Изменить размер шрифта - +
Эта сцена сделала бы честь лучшему итальянскому драматургу: генерал пытается меня изнасиловать — я героически отбиваюсь. Еле-еле высвободившись, вся в синяках, запахивая разорванное платье, я убегаю, а генерал вслед кроет меня последними словами. Сцена имела потрясающий успех: у поклонников волосы встали дыбом. Все знают, что я ни разу в жизни не согласилась переспать с мужем подруги, какой бы он ни был.

Афранио Портела поднимает голову и ни с того ни с сего начинает любоваться звездным небом. Уж кто-кто, а он осведомлен о немногих, но суровых принципах Марии-Жоан. Однажды, через много лет после окончания ее романа с Бруно, Афранио предложил взамен свою кандидатуру, но актриса поцеловала его и сказала как отрезала:

— Это невозможно, милый мой. Ты ведь знаешь, как я тебя люблю, но мы подруги с Розариньей. Это невозможно. И не настаивай, а то я вконец огорчусь.

…Налетевший с моря ветерок перебирает волосы великой актрисы, — Поклоннички возмутились. Кто станет голосовать за такое чудовище? Бедный Морейра… Чем вдруг стал плох этот генерал?

— Он ничем не плох. Он генерал.

Приближается Фигейрейдо. В глазах у него алчный огонек.

— Мария, мы тут посоветовались с Алвиньо (имеется в виду Алваро Морейра), — кое-что придумали насчет спектакля…

Мария-Жоан встает и протягивает руку драматургу, который перевел пьесу Ибсена только для того, чтобы она сыграла Гедду Габлер:

— Пойдем, расскажешь…

Афранио долгим взглядом провожает их исчезающие во тьме силуэты. Очевидно, жена Фигейредо не принадлежит к числу подруг Марии-Жоан… Сколько жизненной силы в этой женщине, родившейся в бедном предместье, ставшей Принцессой Карнавала, а потом великой актрисой, — она без устали пожинает лавры и коллекционирует любовников, она с каждым годом приумножает свою славу, свое богатство.

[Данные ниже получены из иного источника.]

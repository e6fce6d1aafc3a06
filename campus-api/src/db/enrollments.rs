//! Enrollment and payment order queries

use campus_common::db::models::Course;
use serde::Serialize;
use sqlx::SqlitePool;

/// Payment order row
#[derive(Debug, Clone, Serialize, sqlx::FromRow)]
pub struct PaymentOrder {
    pub order_id: String,
    pub user_id: String,
    pub course_id: String,
    pub amount_cents: i64,
    pub currency: String,
    pub provider_order_id: Option<String>,
    pub status: String,
}

pub async fn create_order(
    pool: &SqlitePool,
    order_id: &str,
    user_id: &str,
    course_id: &str,
    amount_cents: i64,
    currency: &str,
    provider_order_id: &str,
) -> Result<(), sqlx::Error> {
    sqlx::query(
        "INSERT INTO payment_orders (order_id, user_id, course_id, amount_cents, currency, provider_order_id)
         VALUES (?, ?, ?, ?, ?, ?)",
    )
    .bind(order_id)
    .bind(user_id)
    .bind(course_id)
    .bind(amount_cents)
    .bind(currency)
    .bind(provider_order_id)
    .execute(pool)
    .await?;

    Ok(())
}

pub async fn find_order(
    pool: &SqlitePool,
    order_id: &str,
) -> Result<Option<PaymentOrder>, sqlx::Error> {
    sqlx::query_as(
        "SELECT order_id, user_id, course_id, amount_cents, currency, provider_order_id, status
         FROM payment_orders WHERE order_id = ?",
    )
    .bind(order_id)
    .fetch_optional(pool)
    .await
}

pub async fn mark_order(
    pool: &SqlitePool,
    order_id: &str,
    status: &str,
) -> Result<(), sqlx::Error> {
    sqlx::query(
        "UPDATE payment_orders SET status = ?, updated_at = CURRENT_TIMESTAMP WHERE order_id = ?",
    )
    .bind(status)
    .bind(order_id)
    .execute(pool)
    .await?;

    Ok(())
}

/// Enroll a user; duplicate enrollment is a no-op
pub async fn enroll(
    pool: &SqlitePool,
    user_id: &str,
    course_id: &str,
    order_id: Option<&str>,
) -> Result<(), sqlx::Error> {
    sqlx::query(
        "INSERT OR IGNORE INTO enrollments (user_id, course_id, order_id) VALUES (?, ?, ?)",
    )
    .bind(user_id)
    .bind(course_id)
    .bind(order_id)
    .execute(pool)
    .await?;

    Ok(())
}

pub async fn is_enrolled(
    pool: &SqlitePool,
    user_id: &str,
    course_id: &str,
) -> Result<bool, sqlx::Error> {
    sqlx::query_scalar(
        "SELECT EXISTS(SELECT 1 FROM enrollments WHERE user_id = ? AND course_id = ?)",
    )
    .bind(user_id)
    .bind(course_id)
    .fetch_one(pool)
    .await
}

/// Courses the user is enrolled in, most recent enrollment first
pub async fn courses_for_user(
    pool: &SqlitePool,
    user_id: &str,
) -> Result<Vec<Course>, sqlx::Error> {
    sqlx::query_as(
        "SELECT c.guid, c.title, c.subtitle, c.description, c.category, c.level, c.price_cents,
                c.thumbnail_path, c.creator_id, c.is_published
         FROM enrollments e
         JOIN courses c ON c.guid = e.course_id
         WHERE e.user_id = ?
         ORDER BY e.enrolled_at DESC",
    )
    .bind(user_id)
    .fetch_all(pool)
    .await
}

Местре Портела ничего не рассказал жене о своем намерении, потому что и сам не знал, хватит ли у него храбрости снова оказаться наедине с чистым листом бумаги. Но видение будущего романа все больше обретает плоть в эту ночь — ночь заговорщиков, когда маки стали лагерем на холме Санта-Тереза в городе Рио-де-Жанейро.

 

Кло-кло и семь — прыжков

 

«Ох, ветер в голове! А все-таки сердце у нее доброе и справедливое», — подумал генерал Валдомиро Морейра, когда его дочь Сесилия оторвалась на минутку от радиоприемника, передававшего блюзы в исполнении Стелы Марис, и изрекла:

— Папа, когда ты будешь заправлять у себя в Академии, дай какую-нибудь премию Клодинору. Он заслужил.

— Ты права, он действительно достоин поощрения: предан, почтителен со старшими — даже не скажешь, что штатский.

Клодинор Сабенса и вправду служил генералу как исправный ординарец: ходил за ним по пятам, слушал лекции академиков и рассказы генерала о том, как прошли предвыборные визиты к академикам, считал и пересчитывал голоса — слава богу, теперь, после столь своевременной смерти полковника, это уже ни к чему.

Сабенса попросил, чтобы Семь-Прыжков закрыл полковнику Перейре путь в Академию — работа предстояла трудная и стоила недешево. Проситель имел в виду лишь поражение на выборах: кровь жертвенных петухов и воск свечей должны были всего-навсего запереть перед полковником двери в Дом Машаду д’Асиса. Но рука у Эшу, как предупреждала Гразиэла и убедился Сабенса, была тяжелая, и полумерами он не ограничился. Полковник получил полной мерой и скончался.

— В будущем году я похлопочу о премии для него. За опубликованный сборник он сможет получить премию Жозе Вериссимо. — Генерал превосходно осведомлен о всех премиях Бразильской Академии.

— Лучше бы в этом году, папа. Это был бы чудный подарок Кло-кло к рождеству.